— DATA SECTION —
======
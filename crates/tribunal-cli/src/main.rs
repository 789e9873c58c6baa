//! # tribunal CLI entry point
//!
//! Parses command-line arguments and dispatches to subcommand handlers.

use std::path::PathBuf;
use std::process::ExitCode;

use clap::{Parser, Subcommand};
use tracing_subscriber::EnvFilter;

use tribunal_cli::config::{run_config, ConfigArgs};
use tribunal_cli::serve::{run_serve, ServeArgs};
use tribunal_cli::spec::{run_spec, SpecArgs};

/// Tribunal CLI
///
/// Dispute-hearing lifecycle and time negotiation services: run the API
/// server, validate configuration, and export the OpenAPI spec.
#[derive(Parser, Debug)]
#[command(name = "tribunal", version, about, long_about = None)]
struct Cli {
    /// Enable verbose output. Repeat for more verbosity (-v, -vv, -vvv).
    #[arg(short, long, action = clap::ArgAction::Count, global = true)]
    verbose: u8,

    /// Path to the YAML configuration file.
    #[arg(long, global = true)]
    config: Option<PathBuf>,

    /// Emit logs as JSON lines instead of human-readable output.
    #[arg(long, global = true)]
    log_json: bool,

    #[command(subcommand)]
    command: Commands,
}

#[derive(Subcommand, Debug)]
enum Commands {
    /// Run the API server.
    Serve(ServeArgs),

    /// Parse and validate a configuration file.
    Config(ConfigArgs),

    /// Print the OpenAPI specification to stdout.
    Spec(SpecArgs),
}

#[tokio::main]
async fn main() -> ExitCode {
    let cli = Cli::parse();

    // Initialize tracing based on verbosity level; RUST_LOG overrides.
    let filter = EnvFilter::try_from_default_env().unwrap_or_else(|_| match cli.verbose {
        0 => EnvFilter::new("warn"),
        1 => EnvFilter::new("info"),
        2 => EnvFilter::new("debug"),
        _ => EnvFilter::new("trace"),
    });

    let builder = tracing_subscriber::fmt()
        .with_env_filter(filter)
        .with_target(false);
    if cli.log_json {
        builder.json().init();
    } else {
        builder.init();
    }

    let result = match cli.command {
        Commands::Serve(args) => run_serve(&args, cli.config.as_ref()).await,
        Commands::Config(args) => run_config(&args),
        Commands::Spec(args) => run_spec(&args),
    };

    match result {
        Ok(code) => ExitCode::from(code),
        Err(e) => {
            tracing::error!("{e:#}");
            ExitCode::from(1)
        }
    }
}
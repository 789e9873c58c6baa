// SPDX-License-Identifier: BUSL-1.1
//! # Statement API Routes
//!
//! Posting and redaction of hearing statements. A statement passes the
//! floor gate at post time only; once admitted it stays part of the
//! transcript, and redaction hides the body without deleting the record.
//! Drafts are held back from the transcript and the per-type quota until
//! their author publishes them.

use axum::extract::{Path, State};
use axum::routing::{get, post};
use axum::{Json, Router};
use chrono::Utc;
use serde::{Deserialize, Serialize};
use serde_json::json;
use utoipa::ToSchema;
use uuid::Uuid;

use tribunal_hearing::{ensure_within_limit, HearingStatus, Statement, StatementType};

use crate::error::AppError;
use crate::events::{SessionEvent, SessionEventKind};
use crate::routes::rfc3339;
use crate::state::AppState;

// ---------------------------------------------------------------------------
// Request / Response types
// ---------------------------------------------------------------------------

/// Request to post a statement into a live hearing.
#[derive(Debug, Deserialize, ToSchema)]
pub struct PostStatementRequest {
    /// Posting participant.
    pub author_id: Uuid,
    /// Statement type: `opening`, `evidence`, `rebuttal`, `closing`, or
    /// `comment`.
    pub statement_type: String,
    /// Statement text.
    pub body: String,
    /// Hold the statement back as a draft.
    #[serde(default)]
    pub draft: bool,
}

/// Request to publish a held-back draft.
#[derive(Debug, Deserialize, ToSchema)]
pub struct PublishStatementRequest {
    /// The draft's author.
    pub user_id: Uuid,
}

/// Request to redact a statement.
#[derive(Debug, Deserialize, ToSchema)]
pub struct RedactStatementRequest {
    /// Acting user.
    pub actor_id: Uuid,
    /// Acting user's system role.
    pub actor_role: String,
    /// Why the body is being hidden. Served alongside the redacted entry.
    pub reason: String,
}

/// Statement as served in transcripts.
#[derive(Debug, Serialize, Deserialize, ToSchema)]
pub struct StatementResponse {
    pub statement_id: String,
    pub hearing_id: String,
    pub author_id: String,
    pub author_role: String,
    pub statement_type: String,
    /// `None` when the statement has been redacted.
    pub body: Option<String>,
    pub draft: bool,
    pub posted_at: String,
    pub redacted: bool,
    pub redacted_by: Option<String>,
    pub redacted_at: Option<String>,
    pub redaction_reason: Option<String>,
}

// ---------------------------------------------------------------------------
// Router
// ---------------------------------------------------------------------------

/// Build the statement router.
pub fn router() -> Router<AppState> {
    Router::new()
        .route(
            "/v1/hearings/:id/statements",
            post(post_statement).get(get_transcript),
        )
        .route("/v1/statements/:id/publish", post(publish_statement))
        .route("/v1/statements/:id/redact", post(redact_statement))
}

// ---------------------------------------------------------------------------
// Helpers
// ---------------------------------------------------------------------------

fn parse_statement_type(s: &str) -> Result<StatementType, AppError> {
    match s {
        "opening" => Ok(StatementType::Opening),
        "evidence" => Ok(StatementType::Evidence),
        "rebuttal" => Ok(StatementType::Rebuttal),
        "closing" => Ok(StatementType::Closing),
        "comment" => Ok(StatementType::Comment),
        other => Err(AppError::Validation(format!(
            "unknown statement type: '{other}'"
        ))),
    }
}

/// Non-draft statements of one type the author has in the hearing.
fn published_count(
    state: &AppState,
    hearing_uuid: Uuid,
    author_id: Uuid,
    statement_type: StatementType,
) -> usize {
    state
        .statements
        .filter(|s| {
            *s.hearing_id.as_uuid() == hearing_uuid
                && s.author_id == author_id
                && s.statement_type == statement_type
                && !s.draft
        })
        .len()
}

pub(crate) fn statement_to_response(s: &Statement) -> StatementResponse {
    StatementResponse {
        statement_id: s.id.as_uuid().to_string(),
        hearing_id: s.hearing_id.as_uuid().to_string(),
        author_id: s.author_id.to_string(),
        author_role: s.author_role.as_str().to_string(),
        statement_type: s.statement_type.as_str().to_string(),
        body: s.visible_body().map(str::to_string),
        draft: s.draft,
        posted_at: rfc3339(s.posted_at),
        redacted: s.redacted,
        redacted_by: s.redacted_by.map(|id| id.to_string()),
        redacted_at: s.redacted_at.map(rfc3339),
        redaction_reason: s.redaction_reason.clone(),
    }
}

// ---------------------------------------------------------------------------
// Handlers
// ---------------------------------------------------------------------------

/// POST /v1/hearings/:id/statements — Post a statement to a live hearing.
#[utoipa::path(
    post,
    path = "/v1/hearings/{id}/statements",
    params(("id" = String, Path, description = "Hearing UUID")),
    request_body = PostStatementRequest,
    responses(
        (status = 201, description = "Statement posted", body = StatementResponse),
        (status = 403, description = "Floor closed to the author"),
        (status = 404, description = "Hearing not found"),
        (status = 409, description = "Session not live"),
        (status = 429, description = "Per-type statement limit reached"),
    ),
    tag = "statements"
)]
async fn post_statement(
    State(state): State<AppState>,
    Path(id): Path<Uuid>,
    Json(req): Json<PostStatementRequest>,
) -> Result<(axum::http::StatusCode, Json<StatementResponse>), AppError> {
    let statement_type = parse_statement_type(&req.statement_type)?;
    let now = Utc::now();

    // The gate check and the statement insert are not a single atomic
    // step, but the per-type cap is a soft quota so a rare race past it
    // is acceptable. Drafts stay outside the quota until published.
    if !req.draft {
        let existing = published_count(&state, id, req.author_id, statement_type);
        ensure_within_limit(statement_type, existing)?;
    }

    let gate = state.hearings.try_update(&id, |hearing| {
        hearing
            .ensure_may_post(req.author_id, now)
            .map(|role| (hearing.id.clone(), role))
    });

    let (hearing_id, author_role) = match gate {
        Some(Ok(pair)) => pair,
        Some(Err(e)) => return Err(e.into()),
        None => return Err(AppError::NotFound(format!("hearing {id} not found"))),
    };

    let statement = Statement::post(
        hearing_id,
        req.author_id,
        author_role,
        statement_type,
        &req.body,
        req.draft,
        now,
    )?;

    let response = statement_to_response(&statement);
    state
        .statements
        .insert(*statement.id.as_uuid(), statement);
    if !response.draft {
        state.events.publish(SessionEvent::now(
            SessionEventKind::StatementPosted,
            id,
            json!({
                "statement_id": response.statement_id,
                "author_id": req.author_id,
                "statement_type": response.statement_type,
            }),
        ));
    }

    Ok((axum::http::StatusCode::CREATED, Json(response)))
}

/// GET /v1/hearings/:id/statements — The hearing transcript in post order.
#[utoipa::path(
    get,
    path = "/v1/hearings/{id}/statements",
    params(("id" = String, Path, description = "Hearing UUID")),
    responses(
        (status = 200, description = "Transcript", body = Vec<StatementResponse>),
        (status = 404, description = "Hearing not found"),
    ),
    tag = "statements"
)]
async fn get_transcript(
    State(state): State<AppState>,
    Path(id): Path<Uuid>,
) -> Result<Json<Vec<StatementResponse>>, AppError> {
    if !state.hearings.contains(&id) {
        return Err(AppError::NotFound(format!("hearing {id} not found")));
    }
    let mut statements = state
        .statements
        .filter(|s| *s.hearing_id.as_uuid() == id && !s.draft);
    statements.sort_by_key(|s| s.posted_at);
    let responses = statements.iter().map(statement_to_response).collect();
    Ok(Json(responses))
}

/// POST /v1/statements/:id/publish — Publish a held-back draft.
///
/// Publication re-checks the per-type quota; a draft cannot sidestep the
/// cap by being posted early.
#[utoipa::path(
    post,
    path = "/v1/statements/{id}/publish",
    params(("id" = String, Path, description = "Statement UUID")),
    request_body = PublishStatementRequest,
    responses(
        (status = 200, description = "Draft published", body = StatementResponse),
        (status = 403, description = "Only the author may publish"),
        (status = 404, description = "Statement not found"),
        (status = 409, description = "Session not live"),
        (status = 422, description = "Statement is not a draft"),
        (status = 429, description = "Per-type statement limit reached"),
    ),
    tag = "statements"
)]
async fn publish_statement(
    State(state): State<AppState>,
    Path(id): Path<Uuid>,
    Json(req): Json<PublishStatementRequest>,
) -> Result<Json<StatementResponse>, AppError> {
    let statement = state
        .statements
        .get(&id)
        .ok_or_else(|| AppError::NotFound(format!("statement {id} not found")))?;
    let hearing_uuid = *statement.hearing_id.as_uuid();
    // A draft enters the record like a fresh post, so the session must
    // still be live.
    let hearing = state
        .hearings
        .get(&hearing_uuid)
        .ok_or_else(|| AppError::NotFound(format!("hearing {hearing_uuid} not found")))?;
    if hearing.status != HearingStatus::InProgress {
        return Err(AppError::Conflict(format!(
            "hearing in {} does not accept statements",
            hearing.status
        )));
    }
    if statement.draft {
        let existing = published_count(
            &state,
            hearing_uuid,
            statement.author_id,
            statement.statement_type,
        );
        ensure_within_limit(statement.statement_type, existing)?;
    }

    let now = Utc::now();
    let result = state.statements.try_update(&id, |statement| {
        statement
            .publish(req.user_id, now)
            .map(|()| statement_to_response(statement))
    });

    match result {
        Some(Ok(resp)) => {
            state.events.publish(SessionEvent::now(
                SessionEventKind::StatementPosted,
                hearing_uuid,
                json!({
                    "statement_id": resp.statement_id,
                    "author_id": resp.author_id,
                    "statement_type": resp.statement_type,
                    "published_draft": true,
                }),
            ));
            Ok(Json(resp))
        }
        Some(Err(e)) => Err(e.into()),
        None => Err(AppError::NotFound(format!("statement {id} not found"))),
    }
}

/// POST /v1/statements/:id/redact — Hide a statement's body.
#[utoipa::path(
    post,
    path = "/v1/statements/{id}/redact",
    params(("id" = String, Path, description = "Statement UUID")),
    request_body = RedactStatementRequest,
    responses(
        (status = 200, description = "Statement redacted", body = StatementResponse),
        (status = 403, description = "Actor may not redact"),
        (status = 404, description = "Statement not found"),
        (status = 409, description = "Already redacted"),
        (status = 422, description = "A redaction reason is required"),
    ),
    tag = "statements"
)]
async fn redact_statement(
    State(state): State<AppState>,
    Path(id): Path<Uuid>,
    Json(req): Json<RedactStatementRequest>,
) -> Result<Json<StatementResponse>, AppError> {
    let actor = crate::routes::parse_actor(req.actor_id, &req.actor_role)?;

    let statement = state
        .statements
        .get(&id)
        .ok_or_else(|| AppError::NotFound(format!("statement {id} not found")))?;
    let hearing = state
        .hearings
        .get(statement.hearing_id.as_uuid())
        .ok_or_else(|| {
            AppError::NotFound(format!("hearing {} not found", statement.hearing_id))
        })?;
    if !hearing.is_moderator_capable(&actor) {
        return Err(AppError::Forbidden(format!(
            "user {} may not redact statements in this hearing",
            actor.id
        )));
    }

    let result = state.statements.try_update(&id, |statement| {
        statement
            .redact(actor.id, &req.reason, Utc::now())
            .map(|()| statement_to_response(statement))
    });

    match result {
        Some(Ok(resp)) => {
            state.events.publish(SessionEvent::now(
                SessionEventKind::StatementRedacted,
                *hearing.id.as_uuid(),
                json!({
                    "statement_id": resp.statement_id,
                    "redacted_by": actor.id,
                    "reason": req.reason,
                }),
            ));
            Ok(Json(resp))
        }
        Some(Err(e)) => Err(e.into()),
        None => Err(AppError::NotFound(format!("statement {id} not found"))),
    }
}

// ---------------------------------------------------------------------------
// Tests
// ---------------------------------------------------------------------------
======
Report each line in the preceding entries that holds the string "ExitCode".

use std::process::ExitCode;
async fn main() -> ExitCode {
        Ok(code) => ExitCode::from(code),
            ExitCode::from(1)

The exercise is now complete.